The war seemed done, and he applied to graduate school at Dartmouth.
“I figured I have to do something else,” he said.
Ron Jr. was studying for a masters degree when ISIS declared a caliphate and seized 40 percent of Iraq, along with a big piece of Syria. Ron had to email a professor to explain that he would be late turning in his thesis because he had been deployed. The professor asked where he was and Ron Jr. said he was not at liberty to say.
“Well, I’m sure wherever it is, you can get your thesis in on time,” the professor said.
He managed to get it in and completed another combat tour, followed by another. He was again ready to return to civilian life and decided that might be facilitated if he also got an MBA. He was admitted to Columbia Business School, with classes to commence just as a combat deployment against Islamist extremists in Africa was ending.

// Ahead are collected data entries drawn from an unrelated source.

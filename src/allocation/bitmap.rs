//! Construction from and copies to tightly packed pixel data.
//!
//! A bitmap here is level 0 of one face, rows back to back with no padding.
//! Cube bitmaps are six such faces in order.

use std::sync::Arc;

use super::{replace_records, Allocation, MipmapControl, Usage};
use crate::adapter::Adapter2D;
use crate::context::Context;
use crate::error::AllocationError;
use crate::mip;
use crate::types::Type;

impl Allocation {
    /// New allocation whose level 0 is `data`.
    ///
    /// With [`MipmapControl::Full`] the rest of the chain is generated right
    /// away. A texture push is scheduled either way.
    ///
    /// # Errors
    ///
    /// Returns [`AllocationError::BadValue`] for cube types,
    /// [`AllocationError::SizeMismatch`] unless `data` is exactly level 0,
    /// and the errors of [`Allocation::generate_mipmaps`].
    pub fn create_from_bitmap(
        ctx: &Context,
        ty: Arc<Type>,
        mipmaps: MipmapControl,
        data: &[u8],
        usage: Usage,
    ) -> Result<Self, AllocationError> {
        if ty.has_faces() {
            let err = AllocationError::bad_value(
                "cube types need create_cube_from_bitmap",
            );
            ctx.report(&err);
            return Err(err);
        }
        Self::from_faces(ctx, ty, mipmaps, data, usage)
    }

    /// New cube map from six consecutive square faces.
    ///
    /// # Errors
    ///
    /// Returns [`AllocationError::BadValue`] unless `ty` is a cube type, and
    /// [`AllocationError::SizeMismatch`] unless `data` holds exactly six
    /// faces of level 0.
    pub fn create_cube_from_bitmap(
        ctx: &Context,
        ty: Arc<Type>,
        mipmaps: MipmapControl,
        data: &[u8],
        usage: Usage,
    ) -> Result<Self, AllocationError> {
        if !ty.has_faces() {
            let err = AllocationError::bad_value(format!(
                "create_cube_from_bitmap needs a cube type, got {ty}"
            ));
            ctx.report(&err);
            return Err(err);
        }
        Self::from_faces(ctx, ty, mipmaps, data, usage)
    }

    fn from_faces(
        ctx: &Context,
        ty: Arc<Type>,
        mipmaps: MipmapControl,
        data: &[u8],
        usage: Usage,
    ) -> Result<Self, AllocationError> {
        let mut alloc = Self::new(ctx, ty, mipmaps, usage)?;
        let face_bytes = alloc.bitmap_bytes();
        let expected = face_bytes * alloc.ty.face_count();
        alloc.check_size(ctx, "create_from_bitmap", expected, data.len())?;

        let element = alloc.ty.element();
        let mut adapter = Adapter2D::new(&alloc.ty);
        for (face, src) in data.chunks_exact(face_bytes).enumerate() {
            adapter.set_face(face);
            replace_records(
                element,
                &alloc.objects,
                adapter.level_mut(&mut alloc.buffer),
                src,
            );
        }
        if mipmaps == MipmapControl::Full {
            alloc.generate_mipmaps(ctx)?;
        }
        alloc.mark_for_texture_upload(ctx, false, 0)?;
        log::debug!(
            "created {} from {} face bitmap(s)",
            alloc.ty,
            data.len() / face_bytes.max(1)
        );
        Ok(alloc)
    }

    /// Replace level 0 of face 0 with `data`.
    ///
    /// # Errors
    ///
    /// Returns [`AllocationError::SizeMismatch`] unless `data` is
    /// `dim_x * dim_y * element_size` bytes.
    pub fn copy_from_bitmap(
        &mut self,
        ctx: &Context,
        data: &[u8],
    ) -> Result<(), AllocationError> {
        let expected = self.bitmap_bytes();
        self.check_size(ctx, "copy_from_bitmap", expected, data.len())?;
        let adapter = Adapter2D::new(&self.ty);
        replace_records(
            self.ty.element(),
            &self.objects,
            adapter.level_mut(&mut self.buffer),
            data,
        );
        self.mark_mutated();
        Ok(())
    }

    /// Copy level 0 of face 0 into `out`.
    ///
    /// # Errors
    ///
    /// Returns [`AllocationError::SizeMismatch`] unless `out` is
    /// `dim_x * dim_y * element_size` bytes.
    pub fn copy_to_bitmap(
        &self,
        ctx: &Context,
        out: &mut [u8],
    ) -> Result<(), AllocationError> {
        let expected = self.bitmap_bytes();
        self.check_size(ctx, "copy_to_bitmap", expected, out.len())?;
        out.copy_from_slice(Adapter2D::new(&self.ty).level(&self.buffer));
        Ok(())
    }

    /// Rebuild every level past 0 of every face from level 0.
    ///
    /// # Errors
    ///
    /// Returns [`AllocationError::UnsupportedFormat`] when the element has
    /// no mip filter.
    pub fn generate_mipmaps(
        &mut self,
        ctx: &Context,
    ) -> Result<(), AllocationError> {
        if self.ty.lod_count() <= 1 {
            return Ok(());
        }
        mip::generate_chain(&self.ty, &mut self.buffer)
            .inspect_err(|e| ctx.report(e))?;
        self.mark_mutated();
        Ok(())
    }

    /// Bytes of level 0 of one face.
    fn bitmap_bytes(&self) -> usize {
        Adapter2D::new(&self.ty).level_bytes()
    }
}

#[cfg(test)]
mod tests {
    use super::*;
    use crate::element::Element;
    use crate::error::ErrorKind;
    use crate::gpu::recording::RecordingBackend;

    fn rgba_type(size: u32, mips: bool) -> Arc<Type> {
        let el = Arc::new(Element::rgba_8888());
        Arc::new(Type::new_2d(el, size, size, mips).unwrap())
    }

    fn quadrants() -> Vec<u8> {
        let colors = [
            [255, 0, 0, 255],
            [0, 255, 0, 255],
            [0, 0, 255, 255],
            [255, 255, 255, 255],
        ];
        let mut data = Vec::new();
        for y in 0..4 {
            for x in 0..4 {
                data.extend_from_slice(&colors[(y / 2) * 2 + x / 2]);
            }
        }
        data
    }

    #[test]
    fn bitmap_with_full_mips_builds_chain() {
        let ctx = Context::default();
        let alloc = Allocation::create_from_bitmap(
            &ctx,
            rgba_type(4, true),
            MipmapControl::Full,
            &quadrants(),
            Usage::GRAPHICS_TEXTURE,
        )
        .unwrap();

        let mut lod1 = Adapter2D::new(alloc.ty());
        lod1.set_lod(1);
        assert_eq!(lod1.element(alloc.as_bytes(), 0, 0), &[255, 0, 0, 255]);
        assert_eq!(lod1.element(alloc.as_bytes(), 1, 1), &[255; 4]);
        let mut lod2 = Adapter2D::new(alloc.ty());
        lod2.set_lod(2);
        assert_eq!(lod2.element(alloc.as_bytes(), 0, 0), &[128, 128, 128, 255]);
        assert!(alloc.is_upload_pending());
    }

    #[test]
    fn bitmap_upload_sends_stored_chain() {
        let ctx = Context::default();
        let mut backend = RecordingBackend::new();
        let mut alloc = Allocation::create_from_bitmap(
            &ctx,
            rgba_type(4, true),
            MipmapControl::Full,
            &quadrants(),
            Usage::GRAPHICS_TEXTURE,
        )
        .unwrap();
        let _ = alloc.sync_pending(&ctx, &mut backend).unwrap();
        assert_eq!(backend.levels.len(), 3);
        alloc.release_gpu_resources(&mut backend);
    }

    #[test]
    fn bitmap_size_is_checked() {
        let ctx = Context::default();
        let err = Allocation::create_from_bitmap(
            &ctx,
            rgba_type(4, false),
            MipmapControl::None,
            &[0; 63],
            Usage::SCRIPT,
        )
        .unwrap_err();
        assert_eq!(err.kind(), ErrorKind::SizeMismatch);
    }

    #[test]
    fn cube_faces_land_in_order() {
        let ctx = Context::default();
        let ty = Arc::new(
            Type::new_cube(Arc::new(Element::a_8()), 2, false).unwrap(),
        );
        let data: Vec<u8> = (0..6u8).flat_map(|f| [f; 4]).collect();
        let alloc = Allocation::create_cube_from_bitmap(
            &ctx,
            Arc::clone(&ty),
            MipmapControl::None,
            &data,
            Usage::GRAPHICS_TEXTURE,
        )
        .unwrap();
        let mut adapter = Adapter2D::new(alloc.ty());
        for face in 0..6 {
            adapter.set_face(face);
            assert_eq!(adapter.level(alloc.as_bytes()), &[face as u8; 4]);
        }

        let err = Allocation::create_from_bitmap(
            &ctx,
            ty,
            MipmapControl::None,
            &data,
            Usage::SCRIPT,
        )
        .unwrap_err();
        assert_eq!(err.kind(), ErrorKind::BadValue);
    }

    #[test]
    fn copy_to_and_from_bitmap_address_level_zero() {
        let ctx = Context::default();
        let mut alloc = Allocation::new(
            &ctx,
            rgba_type(2, true),
            MipmapControl::None,
            Usage::SCRIPT,
        )
        .unwrap();
        alloc.copy_from_bitmap(&ctx, &[8; 16]).unwrap();
        assert_eq!(&alloc.as_bytes()[..16], &[8; 16]);
        assert!(alloc.as_bytes()[16..].iter().all(|&b| b == 0));

        let mut out = [0; 16];
        alloc.copy_to_bitmap(&ctx, &mut out).unwrap();
        assert_eq!(out, [8; 16]);
        let err = alloc.copy_to_bitmap(&ctx, &mut [0; 20]).unwrap_err();
        assert_eq!(err.kind(), ErrorKind::SizeMismatch);
    }

    #[test]
    fn unfilterable_element_cannot_generate() {
        let ctx = Context::default();
        let ty = Type::new_2d(Arc::new(Element::object_ref()), 2, 2, true)
            .unwrap();
        let mut alloc = Allocation::new(
            &ctx,
            Arc::new(ty),
            MipmapControl::Full,
            Usage::SCRIPT,
        )
        .unwrap();
        let err = alloc.generate_mipmaps(&ctx).unwrap_err();
        assert_eq!(err.kind(), ErrorKind::UnsupportedFormat);
    }
}
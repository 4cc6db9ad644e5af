//! [`UploadBackend`] over a real wgpu device.

use rustc_hash::FxHashMap;

use super::backend::{
    BufferHandle, TextureDesc, TextureHandle, TextureLevel, UploadBackend,
};
use super::dynamic_buffer::DynamicBuffer;
use super::render_context::RenderContext;
use super::texture::MirrorTexture;

/// Creates textures and vertex buffers on a wgpu device and copies
/// allocation bytes into them through the queue.
pub struct WgpuBackend {
    context: RenderContext,
    next_id: u32,
    textures: FxHashMap<TextureHandle, MirrorTexture>,
    buffers: FxHashMap<BufferHandle, DynamicBuffer>,
}

impl WgpuBackend {
    /// Backend over `context`.
    #[must_use]
    pub fn new(context: RenderContext) -> Self {
        Self {
            context,
            next_id: 0,
            textures: FxHashMap::default(),
            buffers: FxHashMap::default(),
        }
    }

    /// The device and queue in use.
    #[must_use]
    pub fn context(&self) -> &RenderContext {
        &self.context
    }

    /// GPU texture behind `handle`.
    #[must_use]
    pub fn texture(&self, handle: TextureHandle) -> Option<&MirrorTexture> {
        self.textures.get(&handle)
    }

    /// GPU buffer behind `handle`.
    #[must_use]
    pub fn buffer(&self, handle: BufferHandle) -> Option<&wgpu::Buffer> {
        self.buffers.get(&handle).map(DynamicBuffer::buffer)
    }

    fn allocate_id(&mut self) -> Option<u32> {
        self.next_id = self.next_id.checked_add(1)?;
        Some(self.next_id)
    }
}

impl UploadBackend for WgpuBackend {
    fn create_texture(&mut self, desc: &TextureDesc) -> Option<TextureHandle> {
        let texture = MirrorTexture::new(&self.context.device, desc)?;
        let handle = TextureHandle::new(self.allocate_id()?)?;
        let _ = self.textures.insert(handle, texture);
        Some(handle)
    }

    fn write_texture_level(
        &mut self,
        handle: TextureHandle,
        level: &TextureLevel<'_>,
    ) {
        let Some(texture) = self.textures.get(&handle) else {
            log::warn!("write to unknown texture {}", handle.get());
            return;
        };
        texture.write_level(
            &self.context.queue,
            level.face,
            level.level,
            level.width,
            level.height,
            level.data,
        );
    }

    fn destroy_texture(&mut self, handle: TextureHandle) {
        if let Some(texture) = self.textures.remove(&handle) {
            texture.texture.destroy();
        }
    }

    fn create_buffer(&mut self, size: usize) -> Option<BufferHandle> {
        let max = self.context.device.limits().max_buffer_size;
        if size as u64 > max {
            log::warn!("buffer of {size} bytes exceeds device limit {max}");
            return None;
        }
        let handle = BufferHandle::new(self.allocate_id()?)?;
        let buffer = DynamicBuffer::new(
            &self.context.device,
            &format!("Allocation Buffer {}", handle.get()),
            size,
            wgpu::BufferUsages::VERTEX,
        );
        let _ = self.buffers.insert(handle, buffer);
        Some(handle)
    }

    fn write_buffer(&mut self, handle: BufferHandle, data: &[u8]) {
        let Some(buffer) = self.buffers.get_mut(&handle) else {
            log::warn!("write to unknown buffer {}", handle.get());
            return;
        };
        if buffer.write_bytes(&self.context.device, &self.context.queue, data) {
            log::debug!("buffer {} reallocated", handle.get());
        }
    }

    fn destroy_buffer(&mut self, handle: BufferHandle) {
        if let Some(buffer) = self.buffers.remove(&handle) {
            buffer.buffer().destroy();
        }
    }
}
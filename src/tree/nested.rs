//! Legacy nested-tree serialization.
//!
//! Some hosts still consume the single-root `render` message with inline
//! children. The conversion walks the flat snapshot with an explicit work
//! list and the same depth guard as the flattener, so there is exactly one
//! depth-enforcement mechanism in the crate.

use std::collections::HashMap;

use tracing::warn;

use crate::error::BridgeError;
use crate::protocol::NestedNode;
use crate::tree::flatten::{reference_ids, Snapshot};

/// Rebuilds the inline-children form of a snapshot.
pub fn to_nested(snapshot: &Snapshot, max_depth: usize) -> Result<NestedNode, BridgeError> {
    let index = snapshot.index();

    // Pass 1: depth of every reachable node, breadth-first from the root.
    let mut depths: HashMap<&str, usize> = HashMap::new();
    let mut queue: Vec<(&str, usize)> = vec![(snapshot.root_id.as_str(), 1)];
    let mut position = 0;
    while position < queue.len() {
        let (id, depth) = queue[position];
        position += 1;
        if depth > max_depth {
            return Err(BridgeError::DepthExceeded { depth, max_depth });
        }
        let Some(node) = index.get(id) else {
            warn!(id, "snapshot references a missing node, skipping");
            continue;
        };
        depths.insert(id, depth);
        for referenced in reference_ids(node) {
            queue.push((referenced, depth + 1));
        }
    }

    // Pass 2: deepest-first assembly; every referenced node is already
    // built by the time its parent asks for it.
    let mut order: Vec<&str> = depths.keys().copied().collect();
    order.sort_by_key(|id| std::cmp::Reverse(depths[id]));

    let mut built: HashMap<&str, NestedNode> = HashMap::new();
    for id in order {
        let Some(node) = index.get(id) else {
            continue;
        };
        let nested = NestedNode {
            id: node.id.clone(),
            kind: node.kind.clone(),
            props: node.props.clone(),
            modifiers: node.modifiers.clone(),
            animation: node.animation.clone(),
            children: node
                .child_ids
                .iter()
                .filter_map(|child| built.remove(child.as_str()))
                .collect(),
            background: node
                .background_id
                .as_deref()
                .and_then(|bg| built.remove(bg))
                .map(Box::new),
            overlay: node
                .overlay_id
                .as_deref()
                .and_then(|ov| built.remove(ov))
                .map(Box::new),
            context_menu: node
                .context_menu_ids
                .iter()
                .filter_map(|entry| built.remove(entry.as_str()))
                .collect(),
        };
        built.insert(id, nested);
    }

    built
        .remove(snapshot.root_id.as_str())
        .ok_or_else(|| BridgeError::MissingNode {
            id: snapshot.root_id.clone(),
        })
}

#[cfg(test)]
mod tests {
    use super::*;
    use crate::tree::element::Element;
    use crate::tree::flatten::flatten;

    #[test]
    fn nested_mirrors_flat_structure() {
        let tree = Element::new("Stack")
            .child(Element::new("Text").prop("content", "a"))
            .child(Element::new("Text").prop("content", "b"))
            .background(Element::new("Color").prop("name", "dim"));
        let snapshot = flatten(&tree, 100).expect("flatten");

        let nested = to_nested(&snapshot, 100).expect("nested");
        assert_eq!(nested.id, "0");
        assert_eq!(nested.children.len(), 2);
        assert_eq!(nested.children[0].id, "0.0");
        assert_eq!(nested.children[1].id, "0.1");
        assert_eq!(nested.background.as_ref().expect("bg").id, "0.bg");
        assert!(nested.overlay.is_none());
    }

    #[test]
    fn nested_conversion_shares_the_depth_guard() {
        let mut chain = Element::new("Leaf");
        for _ in 0..30 {
            chain = Element::new("Box").child(chain);
        }
        let snapshot = flatten(&chain, 100).expect("flatten");

        to_nested(&snapshot, 31).expect("31 levels fit in 31");
        let err = to_nested(&snapshot, 30).expect_err("31 levels exceed 30");
        assert!(matches!(
            err,
            BridgeError::DepthExceeded {
                depth: 31,
                max_depth: 30,
            }
        ));
    }
}
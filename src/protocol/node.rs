//! Flattened node representation shared by both sides of the channel.

use std::collections::BTreeMap;

use serde::{Deserialize, Serialize};

use crate::value::Value;

/// One ordered modifier applied to a node. The core does not interpret
/// the contents; order matters for composition on the host side.
#[derive(Debug, Clone, PartialEq, Serialize, Deserialize)]
pub struct Modifier {
    pub name: String,
    pub args: BTreeMap<String, Value>,
}

impl Modifier {
    pub fn new(name: impl Into<String>) -> Self {
        Self {
            name: name.into(),
            args: BTreeMap::new(),
        }
    }

    pub fn arg(mut self, key: impl Into<String>, value: impl Into<Value>) -> Self {
        self.args.insert(key.into(), value.into());
        self
    }
}

/// One UI element in a flattened snapshot.
///
/// `id` is stable across renders for the same logical element: the
/// explicitly assigned identity when one exists, otherwise the structural
/// path. Side containers (background, overlay, context menus) live in the
/// same flat list and point back via `parent_id`.
#[derive(Debug, Clone, PartialEq, Serialize, Deserialize)]
pub struct Node {
    pub id: String,
    /// Widget tag from the declarative vocabulary; opaque to the core.
    pub kind: String,
    pub props: BTreeMap<String, Value>,
    pub modifiers: Vec<Modifier>,
    /// Sticky animation configuration applying to subsequent mutations.
    pub animation: Option<BTreeMap<String, Value>>,
    pub parent_id: Option<String>,
    pub child_ids: Vec<String>,
    pub background_id: Option<String>,
    pub overlay_id: Option<String>,
    pub context_menu_ids: Vec<String>,
}

impl Node {
    pub fn new(id: impl Into<String>, kind: impl Into<String>) -> Self {
        Self {
            id: id.into(),
            kind: kind.into(),
            props: BTreeMap::new(),
            modifiers: Vec::new(),
            animation: None,
            parent_id: None,
            child_ids: Vec::new(),
            background_id: None,
            overlay_id: None,
            context_menu_ids: Vec::new(),
        }
    }
}

/// Legacy nested-tree form of a snapshot: children inline instead of
/// id references. Kept for hosts that predate the flat encoding.
#[derive(Debug, Clone, PartialEq, Serialize, Deserialize)]
pub struct NestedNode {
    pub id: String,
    pub kind: String,
    pub props: BTreeMap<String, Value>,
    pub modifiers: Vec<Modifier>,
    pub animation: Option<BTreeMap<String, Value>>,
    pub children: Vec<NestedNode>,
    pub background: Option<Box<NestedNode>>,
    pub overlay: Option<Box<NestedNode>>,
    pub context_menu: Vec<NestedNode>,
}
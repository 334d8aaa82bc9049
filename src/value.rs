//! Self-describing value tree used for props, query payloads, and
//! side-channel metadata.
//!
//! Externally tagged so bincode round-trips every variant losslessly,
//! including raw byte blobs, which distinguishes it from a JSON value.

use std::collections::BTreeMap;

use serde::{Deserialize, Serialize};

#[derive(Debug, Clone, PartialEq, Serialize, Deserialize)]
pub enum Value {
    Null,
    Bool(bool),
    Int(i64),
    Float(f64),
    Str(String),
    Bytes(Vec<u8>),
    List(Vec<Value>),
    Map(BTreeMap<String, Value>),
}

impl Value {
    pub fn is_null(&self) -> bool {
        matches!(self, Value::Null)
    }

    pub fn as_bool(&self) -> Option<bool> {
        match self {
            Value::Bool(b) => Some(*b),
            _ => None,
        }
    }

    pub fn as_int(&self) -> Option<i64> {
        match self {
            Value::Int(i) => Some(*i),
            _ => None,
        }
    }

    pub fn as_float(&self) -> Option<f64> {
        match self {
            Value::Float(f) => Some(*f),
            Value::Int(i) => Some(*i as f64),
            _ => None,
        }
    }

    pub fn as_str(&self) -> Option<&str> {
        match self {
            Value::Str(s) => Some(s),
            _ => None,
        }
    }

    pub fn as_list(&self) -> Option<&[Value]> {
        match self {
            Value::List(items) => Some(items),
            _ => None,
        }
    }

    pub fn as_map(&self) -> Option<&BTreeMap<String, Value>> {
        match self {
            Value::Map(map) => Some(map),
            _ => None,
        }
    }

    /// Map field lookup; `None` for non-maps and missing keys.
    pub fn get(&self, key: &str) -> Option<&Value> {
        self.as_map().and_then(|map| map.get(key))
    }
}

impl From<bool> for Value {
    fn from(b: bool) -> Self {
        Value::Bool(b)
    }
}

impl From<i64> for Value {
    fn from(i: i64) -> Self {
        Value::Int(i)
    }
}

impl From<i32> for Value {
    fn from(i: i32) -> Self {
        Value::Int(i64::from(i))
    }
}

impl From<f64> for Value {
    fn from(f: f64) -> Self {
        Value::Float(f)
    }
}

impl From<&str> for Value {
    fn from(s: &str) -> Self {
        Value::Str(s.to_string())
    }
}

impl From<String> for Value {
    fn from(s: String) -> Self {
        Value::Str(s)
    }
}

impl<T: Into<Value>> From<Vec<T>> for Value {
    fn from(items: Vec<T>) -> Self {
        Value::List(items.into_iter().map(Into::into).collect())
    }
}

impl<T: Into<Value>> From<Option<T>> for Value {
    fn from(value: Option<T>) -> Self {
        match value {
            Some(v) => v.into(),
            None => Value::Null,
        }
    }
}

impl<T: Into<Value>> FromIterator<(String, T)> for Value {
    fn from_iter<I: IntoIterator<Item = (String, T)>>(iter: I) -> Self {
        Value::Map(iter.into_iter().map(|(k, v)| (k, v.into())).collect())
    }
}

“In 72 hours I went from leading men in intense combat to being the dumbest kid in the class,” he said.
He graduated in 2017 but returned for another deployment in 2019, this time back in the Middle East. He did not fail to note that last month’s withdrawal from Afghanistan was overseen by Lloyd Austin, now the secretary of defense. He is not entirely convinced that it does mark the end of the war there.
“I’ve heard that before,” he remarked.
However it goes, the expressions and demeanor of the 54 Green Berets who joined Ron Jr. in saluting Ron Sr. at the memorial on Saturday told you that we still have the dedication and resilience and determination and courage and selflessness needed to get through. That will continue to give us some very good cards if we do our best with the ones we are dealt.
Ron Jr. did have a tearful moment when he encountered the family of Orio Palmer, who had been up in the Sky Lobby of the South Tower when it collapsed. Ron Jr. quickly regained his composure, but as he stood in the bright sunshine of a perfect morning uncannily like the dark one two decades ago, his face continued to show the hurt he has carried since then.
“I’d do anything to get my dad back,” he had said just before the anniversary.